Medieval Mondays: What we stand to lose in Timbuktu

If you follow the international news, you've probably heard there's a civil war in Mali. The northern half of the country has broken away and formed the nation of Azawad.

This new nation is itself having a civil war, with part of the territory run by Tuareg tribesmen seeking a homeland, and part run by militant Islamists who want to create a hardline religious state. Many of them are mercenaries who fought for Gaddafi in the Libyan civil war and fled to Mali loaded with weapons and equipment.

Unfortunately, the Islamists' area of control includes Timbuktu, the fabled trading center near the River Niger and the edge of the Sahara.
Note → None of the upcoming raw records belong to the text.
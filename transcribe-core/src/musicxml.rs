//! # MusicXML Export Module
//!
//! Renders a note sequence as a single-part MusicXML 4.0 score.
//!
//! Note boundaries are snapped to a grid of `divisions` per quarter note.
//! Gaps become rests, and any note or rest that crosses a barline or has a
//! length with no single notated value is split into notated pieces (notes
//! joined with ties). Layout and engraving are left to the notation program
//! that opens the file.

use std::fmt::Write as _;
use std::path::Path;

use tracing::{debug, info};

use crate::config::ScoreSettings;
use crate::error::Result as CrateResult;
use crate::tuning;
use crate::NoteSequence;

/// A notated value: grid length, type name, dotted.
#[derive(Debug, Clone, Copy, PartialEq)]
struct NoteValue {
    duration: u32,
    type_name: &'static str,
    dotted: bool,
}

/// A contiguous stretch of the timeline in grid units.
#[derive(Debug, Clone, Copy, PartialEq)]
struct Segment {
    start: u32,
    length: u32,
    /// `None` for rests.
    note: Option<u8>,
}

#[derive(Debug, Clone, Copy, PartialEq)]
enum Tie {
    None,
    Start,
    Stop,
    Both,
}

impl Tie {
    fn new(continues_from: bool, continues_to: bool) -> Self {
        match (continues_from, continues_to) {
            (false, false) => Tie::None,
            (false, true) => Tie::Start,
            (true, false) => Tie::Stop,
            (true, true) => Tie::Both,
        }
    }
}

/// All notated values representable at `divisions` per quarter, longest
/// first. 32nd notes and longer, with single dots.
fn note_values(divisions: u32) -> Vec<NoteValue> {
    // (type, length in 32nds)
    const TYPES: [(&str, u32); 6] = [
        ("whole", 32),
        ("half", 16),
        ("quarter", 8),
        ("eighth", 4),
        ("16th", 2),
        ("32nd", 1),
    ];
    let mut values = Vec::new();
    for (type_name, thirty_seconds) in TYPES {
        // duration = thirty_seconds * divisions / 8
        let scaled = thirty_seconds * divisions;
        if scaled % 8 == 0 {
            values.push(NoteValue {
                duration: scaled / 8,
                type_name,
                dotted: false,
            });
        }
        let dotted = scaled * 3;
        if dotted % 16 == 0 {
            values.push(NoteValue {
                duration: dotted / 16,
                type_name,
                dotted: true,
            });
        }
    }
    values.retain(|v| v.duration > 0);
    values.sort_by(|a, b| b.duration.cmp(&a.duration));
    values
}

/// Greedily splits a length into notated values, longest first.
fn split_length(mut length: u32, values: &[NoteValue]) -> Vec<NoteValue> {
    let mut pieces = Vec::new();
    while length > 0 {
        // The smallest value is always 1 for the supported divisions
        let Some(value) = values.iter().find(|v| v.duration <= length) else {
            break;
        };
        pieces.push(*value);
        length -= value.duration;
    }
    pieces
}

/// Snaps notes to the grid and fills gaps with rests.
fn build_timeline(sequence: &NoteSequence, settings: &ScoreSettings) -> Vec<Segment> {
    let units_per_second = settings.tempo_bpm / 60.0 * settings.divisions as f64;
    let to_units = |seconds: f64| (seconds * units_per_second).round().max(0.0) as u32;

    let mut segments = Vec::new();
    let mut cursor = 0u32;
    for note in &sequence.notes {
        let start = to_units(note.start_seconds).max(cursor);
        let end = to_units(note.end_seconds()).max(start + 1);
        if start > cursor {
            segments.push(Segment {
                start: cursor,
                length: start - cursor,
                note: None,
            });
        }
        segments.push(Segment {
            start,
            length: end - start,
            note: Some(note.note),
        });
        cursor = end;
    }

    let measure = settings.beats_per_measure * settings.divisions;
    let total = if cursor == 0 {
        measure
    } else {
        cursor.div_ceil(measure) * measure
    };
    if total > cursor {
        segments.push(Segment {
            start: cursor,
            length: total - cursor,
            note: None,
        });
    }
    segments
}

/// Treble clef unless the median pitch sits below middle C.
fn choose_clef(sequence: &NoteSequence) -> (&'static str, u8) {
    let mut pitches: Vec<u8> = sequence.notes.iter().map(|n| n.note).collect();
    if pitches.is_empty() {
        return ("G", 2);
    }
    pitches.sort_unstable();
    if pitches[pitches.len() / 2] < 60 { ("F", 4) } else { ("G", 2) }
}

fn escape(text: &str) -> String {
    text.replace('&', "&amp;")
        .replace('<', "&lt;")
        .replace('>', "&gt;")
        .replace('"', "&quot;")
}

fn write_attributes(
    xml: &mut String,
    sequence: &NoteSequence,
    settings: &ScoreSettings,
) -> std::fmt::Result {
    let (sign, line) = choose_clef(sequence);
    writeln!(xml, "      <attributes>")?;
    writeln!(xml, "        <divisions>{}</divisions>", settings.divisions)?;
    writeln!(xml, "        <key><fifths>0</fifths></key>")?;
    writeln!(
        xml,
        "        <time><beats>{}</beats><beat-type>4</beat-type></time>",
        settings.beats_per_measure
    )?;
    writeln!(xml, "        <clef><sign>{sign}</sign><line>{line}</line></clef>")?;
    writeln!(xml, "      </attributes>")?;
    let tempo = settings.tempo_bpm;
    writeln!(xml, "      <direction placement=\"above\">")?;
    writeln!(
        xml,
        "        <direction-type><metronome><beat-unit>quarter</beat-unit><per-minute>{}</per-minute></metronome></direction-type>",
        tempo.round()
    )?;
    writeln!(xml, "        <sound tempo=\"{tempo}\"/>")?;
    writeln!(xml, "      </direction>")
}

fn write_note(
    xml: &mut String,
    note: Option<u8>,
    value: NoteValue,
    tie: Tie,
    whole_measure_rest: bool,
) -> std::fmt::Result {
    writeln!(xml, "      <note>")?;
    match note {
        Some(n) => {
            let (step, alter, octave) = tuning::pitch_spelling(n);
            write!(xml, "        <pitch><step>{step}</step>")?;
            if alter != 0 {
                write!(xml, "<alter>{alter}</alter>")?;
            }
            writeln!(xml, "<octave>{octave}</octave></pitch>")?;
        }
        None if whole_measure_rest => writeln!(xml, "        <rest measure=\"yes\"/>")?,
        None => writeln!(xml, "        <rest/>")?,
    }
    writeln!(xml, "        <duration>{}</duration>", value.duration)?;
    if matches!(tie, Tie::Stop | Tie::Both) {
        writeln!(xml, "        <tie type=\"stop\"/>")?;
    }
    if matches!(tie, Tie::Start | Tie::Both) {
        writeln!(xml, "        <tie type=\"start\"/>")?;
    }
    writeln!(xml, "        <voice>1</voice>")?;
    writeln!(xml, "        <type>{}</type>", value.type_name)?;
    if value.dotted {
        writeln!(xml, "        <dot/>")?;
    }
    if tie != Tie::None {
        write!(xml, "        <notations>")?;
        if matches!(tie, Tie::Stop | Tie::Both) {
            write!(xml, "<tied type=\"stop\"/>")?;
        }
        if matches!(tie, Tie::Start | Tie::Both) {
            write!(xml, "<tied type=\"start\"/>")?;
        }
        writeln!(xml, "</notations>")?;
    }
    writeln!(xml, "      </note>")
}

fn render(sequence: &NoteSequence, settings: &ScoreSettings) -> Result<String, std::fmt::Error> {
    let values = note_values(settings.divisions);
    let measure = settings.beats_per_measure * settings.divisions;
    let timeline = build_timeline(sequence, settings);
    let total = timeline.last().map_or(measure, |s| s.start + s.length);
    let measure_count = total / measure;

    let mut xml = String::new();
    writeln!(xml, r#"<?xml version="1.0" encoding="UTF-8" standalone="no"?>"#)?;
    writeln!(
        xml,
        r#"<!DOCTYPE score-partwise PUBLIC "-//Recordare//DTD MusicXML 4.0 Partwise//EN" "http://www.musicxml.org/dtds/partwise.dtd">"#
    )?;
    writeln!(xml, r#"<score-partwise version="4.0">"#)?;
    let title = escape(&settings.title);
    writeln!(xml, "  <work><work-title>{title}</work-title></work>")?;
    writeln!(xml, "  <part-list>")?;
    writeln!(xml, "    <score-part id=\"P1\"><part-name>{title}</part-name></score-part>")?;
    writeln!(xml, "  </part-list>")?;
    writeln!(xml, "  <part id=\"P1\">")?;

    let mut segments = timeline.iter().peekable();
    // Carried-over remainder of a segment that crossed the previous barline
    let mut carry: Option<(Segment, bool)> = None;

    for index in 0..measure_count {
        let bar_start = index * measure;
        let bar_end = bar_start + measure;
        writeln!(xml, "    <measure number=\"{}\">", index + 1)?;
        if index == 0 {
            write_attributes(&mut xml, sequence, settings)?;
        }

        loop {
            let (segment, tied_in) = match carry.take() {
                Some(c) => c,
                None => match segments.next_if(|s| s.start < bar_end) {
                    Some(s) => (*s, false),
                    None => break,
                },
            };

            let end = segment.start + segment.length;
            let in_bar = end.min(bar_end) - segment.start;
            let crosses = end > bar_end;
            if crosses {
                carry = Some((
                    Segment {
                        start: bar_end,
                        length: end - bar_end,
                        note: segment.note,
                    },
                    segment.note.is_some(),
                ));
            }

            let whole_bar_rest = segment.note.is_none() && in_bar == measure && segment.start == bar_start;
            let pieces = split_length(in_bar, &values);
            let last = pieces.len().saturating_sub(1);
            for (i, value) in pieces.into_iter().enumerate() {
                let tie = match segment.note {
                    Some(_) => Tie::new(tied_in || i > 0, crosses || i < last),
                    None => Tie::None,
                };
                write_note(&mut xml, segment.note, value, tie, whole_bar_rest && last == 0)?;
            }

            if crosses {
                break;
            }
        }

        writeln!(xml, "    </measure>")?;
    }

    writeln!(xml, "  </part>")?;
    writeln!(xml, "</score-partwise>")?;
    debug!(
        "Rendered {} notes into {} measures of MusicXML",
        sequence.notes.len(),
        measure_count
    );
    Ok(xml)
}

/// Renders a note sequence as a MusicXML document.
///
/// One part, one staff. Notes are snapped to a grid of `settings.divisions`
/// per quarter, gaps become rests, and values that cross a barline are
/// split and tied.
///
/// # Arguments
/// * `sequence` - Ordered, non-overlapping notes
/// * `settings` - Tempo, grid, meter and title
///
/// # Returns
/// * `String` - A `score-partwise` MusicXML 4.0 document
///
/// # Errors
/// * `InvalidParameter` - the score settings fail validation
pub fn to_musicxml(sequence: &NoteSequence, settings: &ScoreSettings) -> CrateResult<String> {
    settings.validate()?;
    render(sequence, settings).map_err(|e| std::io::Error::other(e).into())
}

/// Writes a note sequence to a `.musicxml` file.
pub fn write_musicxml(
    sequence: &NoteSequence,
    path: impl AsRef<Path>,
    settings: &ScoreSettings,
) -> CrateResult<()> {
    let xml = to_musicxml(sequence, settings)?;
    std::fs::write(path.as_ref(), xml)?;
    info!("MusicXML written to {}", path.as_ref().display());
    Ok(())
}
From the 12th century AD it was a center of learning with a large university, a flourishing book trade, and many resident scientists. It was the center of a tolerant brand of Sufi Islam that sought to learn from the world, not change it.

The fundamentalists, who called themselves Ansar Dine, have decided the many medieval shrines of Muslim saints are against Islam and are systematically destroying them. If that's not bad enough, the city is home to hundreds of thousands of medieval manuscripts, many of which have not been copied. If Ansar Dine decides these need to be burned, priceless documents of the past like this early astronomical treatise will disappear forever.

As usual with militant religious groups, Ansar Dine isn't exactly holy. UNICEF says they are forcing children to serve as soldiers and sex slaves. Why is it that religious control always ends up being about hurting kids? So far, world leaders have done nothing but wring their hands and say tsk tsk. Timbuktu doesn't have any oil, so like Syria, the people and their past will be decimated before anything is done.

BBC has a good slideshow of Timbuktu's endangered treasures here.

Photo courtesy Wikimedia Commons.

Jul 5, 2012

Nice review of Roots Run Deep

Croft Fantasy Book Reviews has done a nice review of my fantasy novel Roots Run Deep. Here's a snippet:

"What attracted me to this story was that it focused on a Goblin character, which was nice for a change. I really liked the descriptive passages of the Kip’s world.  Vibrant scenes that build a dark and realistic world. Kip is a good strong character. She takes the reader through the story and I found her an engaging believable character."

Woohoo! Several reviewers have commented how they liked Kip, a smart-mouthed goblin in a world run by humans. A big part of her appeal, I think, is that's shes an ordinary person who rises to do extraordinary things. She's a small-time thief, mediocre sorceress, and bad gambler who is cornered into a position of having to be the leader of her people.

The reviewer also had this to say: "I did feel the plot shot forward a bit fast at times, this left me feeling a little disorientated."

Hmmm. Yes, this isn't the first time I've heard this. Something to watch out for. A good writer learns from his reviews. 

Well, off to write the All the Gods are Human, Book Three of the Timeless Empire series!

Jul 2, 2012

Medieval Mondays: Vampire skeleton reburied with honors in Bulgaria

The discovery of a vampire skeleton in Bulgaria made big news last month, followed closely by the sale of a Victorian-era vampire hunting kit.

Now there's more vampire news out of Bulgaria. A 13th century skeleton found with his hands and feed tied and with pieces of ember in his grave, signs of a medieval ritual designed to prevent vampirism, has been reburied.

Keeping with tradition, the archaeologists who discovered it washed the bones with water and wine and reburied it. With this ritual it will finally rest in piece and not suck the blood out of any lovely Bulgarian ladies at night.